No license is required to work as a journalist in Croatia, and the government has no way to exclude anyone from practicing journalism. Yet journalists are in a more and more dire professional condition, due to growing job insecurity linked to the degeneration of the general economic conditions in the country. Pressures have been mounting, while respect for ethical standards is in decline. Journalists "have no time, no money, no incentives, and, very often, not even the inner drive required to produce good journalists", as summed up by IREX. Investigative journalism is ever rarer, while most journalism tends to be "superficial, sensationalist, tabloid-style, and copy/paste". Advertorials and infotainment are also on the rise. In lack of specialised journalists, "experts" are often consulted, but they tend to be always the same and to simply confirm the journalist's position, rather than offering a variety of positions.

Journalists in Croatia have salaries in line with other professions, though often not regular, and around 20-20% lower than in 2007/2008. The average salary is of $1,200, but in the local media it can go down to half of that. Freelancing is not enough to earn a living, and young journalists often have to pick up second or third jobs too.

The Croatian Journalists' Association (CJA) has adopted a Code of Ethics. The Ethical Council of the association checks the compliance with the Code and inquires upon its violations, though it can only adopt public statements. The CJA Code of Ethics is deemed one of the best of its kind, and often used as a point of reference in other countries in transition. Yet, defamation and hate speech, particularly online, remain beyond acceptable standards.

The autonomy of journalists is to be guaranteed by individual media's bylaws, but as of 2010 only Jutarnji List has adopted a self-regulation about it.

In its recent history, Croatia has experienced most of the problems which are common in post-socialist states, including self-censorship, threats against journalists, pressure by advertisers and political actors, etc.
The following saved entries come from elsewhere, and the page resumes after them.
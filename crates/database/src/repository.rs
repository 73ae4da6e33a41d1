use crate::connection::PgPoolFactory;
use crate::error::DbError;
use crate::executor::{self, RetryPolicy};
use crate::pool::{PoolFactory, PoolManager};
use crate::safe::{self, EmptyResult};
use crate::schema::{self, ColumnInfo, DEFAULT_SCHEMA};
use crate::probe;
use configuration::DatabaseSettings;
use core_types::{QueryRequest, Rows, Sourced};
use std::sync::Arc;

/// The `DbRepository` is the single entry point HTTP handlers and the CLI use
/// to reach the database. It bundles the shared pool manager with the retry
/// policy applied to every query.
pub struct DbRepository<F: PoolFactory = PgPoolFactory> {
    pools: Arc<PoolManager<F>>,
    retry: RetryPolicy,
}

impl<F: PoolFactory> Clone for DbRepository<F> {
    fn clone(&self) -> Self {
        Self { pools: Arc::clone(&self.pools), retry: self.retry }
    }
}

impl DbRepository<PgPoolFactory> {
    /// Creates a repository backed by a lazily-connecting PostgreSQL pool.
    /// Nothing touches the network until the first query.
    pub fn connect_lazy(settings: &DatabaseSettings) -> Self {
        Self::new(Arc::new(PoolManager::new(PgPoolFactory::new(settings))))
    }
}

impl<F: PoolFactory> DbRepository<F> {
    /// Creates a new `DbRepository` over a shared pool manager.
    pub fn new(pools: Arc<PoolManager<F>>) -> Self {
        Self { pools, retry: RetryPolicy::default() }
    }

    pub fn with_retry_policy(mut self, retry: RetryPolicy) -> Self {
        self.retry = retry;
        self
    }

    pub fn pools(&self) -> &Arc<PoolManager<F>> {
        &self.pools
    }

    pub fn retry_policy(&self) -> &RetryPolicy {
        &self.retry
    }

    /// Executes a query with retries, surfacing the failure once they run out.
    pub async fn execute_query(&self, request: &QueryRequest) -> Result<Rows, DbError> {
        executor::execute_query(&self.pools, &self.retry, request).await
    }

    /// Executes a query, falling back to `fallback` (or nothing) on any failure.
    pub async fn safe_execute_query(&self, request: &QueryRequest, fallback: Option<Rows>) -> Rows {
        safe::safe_execute_query(&self.pools, &self.retry, request, fallback).await
    }

    /// Like [`safe_execute_query`](Self::safe_execute_query) but also reports
    /// where the rows came from.
    pub async fn execute_with_fallback(
        &self,
        request: &QueryRequest,
        fallback: Option<Rows>,
        on_empty: EmptyResult,
    ) -> Sourced<Rows> {
        safe::execute_with_fallback(&self.pools, &self.retry, request, fallback, on_empty).await
    }

    pub async fn test_connection(&self) -> bool {
        probe::test_connection(&self.pools).await
    }

    pub async fn list_tables(&self) -> Result<Vec<String>, DbError> {
        schema::list_tables(&self.pools, &self.retry, DEFAULT_SCHEMA).await
    }

    pub async fn list_columns(&self, table: &str) -> Result<Vec<ColumnInfo>, DbError> {
        schema::list_columns(&self.pools, &self.retry, DEFAULT_SCHEMA, table).await
    }

    pub async fn missing_tables(&self, expected: &[&str]) -> Result<Vec<String>, DbError> {
        schema::missing_tables(&self.pools, &self.retry, DEFAULT_SCHEMA, expected).await
    }
}

#[cfg(test)]
mod tests {
    use super::*;
    use crate::failure::{codes, DbFailure};
    use crate::testing::ScriptedFactory;

    #[tokio::test(start_paused = true)]
    async fn clones_share_one_pool_manager() {
        let factory = ScriptedFactory::default()
            .queue([Err(DbFailure::new("read ECONNRESET").with_code(codes::CONNECTION_RESET))]);
        let repo = DbRepository::new(Arc::new(PoolManager::new(factory.clone())));
        let other = repo.clone();

        repo.execute_query(&QueryRequest::new("SELECT 1")).await.unwrap();
        other.execute_query(&QueryRequest::new("SELECT 1")).await.unwrap();

        assert!(Arc::ptr_eq(repo.pools(), other.pools()));
        assert_eq!(factory.built(), 2);
        assert_eq!(factory.calls(), 3);
    }
}
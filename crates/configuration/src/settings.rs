use crate::error::ConfigError;
use serde::Deserialize;
use std::fmt;
use std::net::SocketAddr;
use std::path::PathBuf;
use std::str::FromStr;
use std::time::Duration;

/// Upper bound on physical connections held by the pool.
pub const POOL_MAX_CONNECTIONS: u32 = 5;
/// Connections the pool tries to keep open at all times.
pub const POOL_MIN_CONNECTIONS: u32 = 1;
pub const POOL_IDLE_TIMEOUT: Duration = Duration::from_secs(15);
pub const POOL_CONNECT_TIMEOUT: Duration = Duration::from_secs(8);
pub const POOL_STATEMENT_TIMEOUT: Duration = Duration::from_secs(15);

const DEFAULT_HOST: &str = "localhost";
const DEFAULT_PORT: u16 = 5432;
const DEFAULT_DATABASE: &str = "opsdash";
const DEFAULT_USER: &str = "postgres";
const DEFAULT_ADDR: &str = "0.0.0.0:3000";

/// Root settings for the whole application.
#[derive(Debug, Clone)]
pub struct Settings {
    pub database: DatabaseSettings,
    pub server: ServerSettings,
}

/// Sizing and timeouts for the connection pool. These are fixed values, not
/// read from the environment.
#[derive(Debug, Clone, Copy, PartialEq, Eq)]
pub struct PoolSettings {
    pub max_connections: u32,
    pub min_connections: u32,
    /// How long an unused connection may sit idle before it is closed.
    pub idle_timeout: Duration,
    /// Bound on establishing a connection or waiting for one from the pool.
    pub connect_timeout: Duration,
    /// Server-side `statement_timeout` applied to every session.
    pub statement_timeout: Duration,
    /// Check that an idle connection is still alive before handing it out.
    /// This is a liveness ping on acquire, not TCP-level keep-alive.
    pub keep_alive: bool,
}

impl Default for PoolSettings {
    fn default() -> Self {
        Self {
            max_connections: POOL_MAX_CONNECTIONS,
            min_connections: POOL_MIN_CONNECTIONS,
            idle_timeout: POOL_IDLE_TIMEOUT,
            connect_timeout: POOL_CONNECT_TIMEOUT,
            statement_timeout: POOL_STATEMENT_TIMEOUT,
            keep_alive: true,
        }
    }
}

/// TLS negotiation mode, mirroring libpq's `sslmode` values we support.
#[derive(Debug, Clone, Copy, PartialEq, Eq, Default, Deserialize)]
#[cfg_attr(feature = "clap", derive(clap::ValueEnum))]
#[serde(rename_all = "lowercase")]
pub enum SslMode {
    Disable,
    #[default]
    Prefer,
    Require,
}

impl FromStr for SslMode {
    type Err = ConfigError;

    fn from_str(s: &str) -> Result<Self, Self::Err> {
        match s.trim().to_ascii_lowercase().as_str() {
            "disable" | "false" | "off" => Ok(SslMode::Disable),
            "prefer" | "allow" => Ok(SslMode::Prefer),
            "require" | "true" | "on" => Ok(SslMode::Require),
            other => Err(ConfigError::ValidationError(format!(
                "PGSSLMODE must be one of disable, prefer, require (got '{other}')"
            ))),
        }
    }
}

/// Everything needed to build a connection pool.
#[derive(Clone, PartialEq, Eq)]
pub struct DatabaseSettings {
    pub host: String,
    pub port: u16,
    pub database: String,
    pub user: String,
    /// Already URL-decoded.
    pub password: String,
    pub ssl_mode: SslMode,
    pub pool: PoolSettings,
}

// Keeps the password out of logs.
impl fmt::Debug for DatabaseSettings {
    fn fmt(&self, f: &mut fmt::Formatter<'_>) -> fmt::Result {
        f.debug_struct("DatabaseSettings")
            .field("host", &self.host)
            .field("port", &self.port)
            .field("database", &self.database)
            .field("user", &self.user)
            .field("password", &"<redacted>")
            .field("ssl_mode", &self.ssl_mode)
            .field("pool", &self.pool)
            .finish()
    }
}

impl Default for DatabaseSettings {
    fn default() -> Self {
        Self {
            host: DEFAULT_HOST.to_string(),
            port: DEFAULT_PORT,
            database: DEFAULT_DATABASE.to_string(),
            user: DEFAULT_USER.to_string(),
            password: String::new(),
            ssl_mode: SslMode::default(),
            pool: PoolSettings::default(),
        }
    }
}

impl DatabaseSettings {
    /// `host:port/database` for log lines. Never includes credentials.
    pub fn display_target(&self) -> String {
        format!("{}:{}/{}", self.host, self.port, self.database)
    }
}

/// Settings for the HTTP server.
#[derive(Debug, Clone, PartialEq, Eq)]
pub struct ServerSettings {
    pub addr: SocketAddr,
    /// Serve sample data without touching the database.
    pub sample_mode: bool,
    /// When set, logs are also written to a daily rolling file here.
    pub log_dir: Option<PathBuf>,
}

impl Default for ServerSettings {
    fn default() -> Self {
        Self {
            addr: SocketAddr::from(([0, 0, 0, 0], 3000)),
            sample_mode: false,
            log_dir: None,
        }
    }
}

/// The raw environment as the `config` crate sees it: lowercased keys, string values.
#[derive(Debug, Default, Deserialize)]
pub(crate) struct RawEnvironment {
    pghost: Option<String>,
    pgport: Option<String>,
    pgdatabase: Option<String>,
    pguser: Option<String>,
    pgpassword: Option<String>,
    pgsslmode: Option<String>,
    opsdash_addr: Option<String>,
    opsdash_sample_mode: Option<String>,
    opsdash_log_dir: Option<String>,
}

/// Treats unset and blank variables the same way.
fn non_blank(value: Option<String>) -> Option<String> {
    value.map(|v| v.trim().to_string()).filter(|v| !v.is_empty())
}

fn parse_bool(name: &str, value: &str) -> Result<bool, ConfigError> {
    match value.to_ascii_lowercase().as_str() {
        "1" | "true" | "yes" | "on" => Ok(true),
        "0" | "false" | "no" | "off" => Ok(false),
        _ => Err(ConfigError::ValidationError(format!("{name} must be a boolean (got '{value}')"))),
    }
}

impl RawEnvironment {
    pub(crate) fn into_settings(self) -> Result<Settings, ConfigError> {
        let port = match non_blank(self.pgport) {
            Some(port) => port.parse::<u16>().map_err(|_| {
                ConfigError::ValidationError(format!("PGPORT must be a port number (got '{port}')"))
            })?,
            None => DEFAULT_PORT,
        };

        // The password may legitimately contain spaces, so it is not trimmed.
        let password = match self.pgpassword {
            Some(encoded) => urlencoding::decode(&encoded)
                .map_err(|e| ConfigError::ValidationError(format!("PGPASSWORD is not valid URL-encoding: {e}")))?
                .into_owned(),
            None => String::new(),
        };

        let ssl_mode = match non_blank(self.pgsslmode) {
            Some(mode) => mode.parse()?,
            None => SslMode::default(),
        };

        let database = DatabaseSettings {
            host: non_blank(self.pghost).unwrap_or_else(|| DEFAULT_HOST.to_string()),
            port,
            database: non_blank(self.pgdatabase).unwrap_or_else(|| DEFAULT_DATABASE.to_string()),
            user: non_blank(self.pguser).unwrap_or_else(|| DEFAULT_USER.to_string()),
            password,
            ssl_mode,
            pool: PoolSettings::default(),
        };

        let addr_text = non_blank(self.opsdash_addr).unwrap_or_else(|| DEFAULT_ADDR.to_string());
        let addr = addr_text.parse::<SocketAddr>().map_err(|_| {
            ConfigError::ValidationError(format!("OPSDASH_ADDR must be a socket address (got '{addr_text}')"))
        })?;

        let sample_mode = match non_blank(self.opsdash_sample_mode) {
            Some(flag) => parse_bool("OPSDASH_SAMPLE_MODE", &flag)?,
            None => false,
        };

        let server = ServerSettings {
            addr,
            sample_mode,
            log_dir: non_blank(self.opsdash_log_dir).map(PathBuf::from),
        };

        Ok(Settings { database, server })
    }
}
A common practice for exerting pressure over journalists in Croatia is to issue transfers, demotions and public warnings to editors and journalists for political reasons. Several distinguished journalists have had to move from one media outlet to another due to these pressures while unemployment among journalists is increasing. Many of these cases occurred in some of the most influential Croatian media outlets, i.e. the Croatian Public Television (HRT) and EPH/WAZ. Journalists that have moved to less prominent outlets have faced fewer restrictions with less pressure and censorship. Also, many journalists have left their profession at all, opting not to work in the field of media due to increasing pressure and restrictions and decreasing professionalism.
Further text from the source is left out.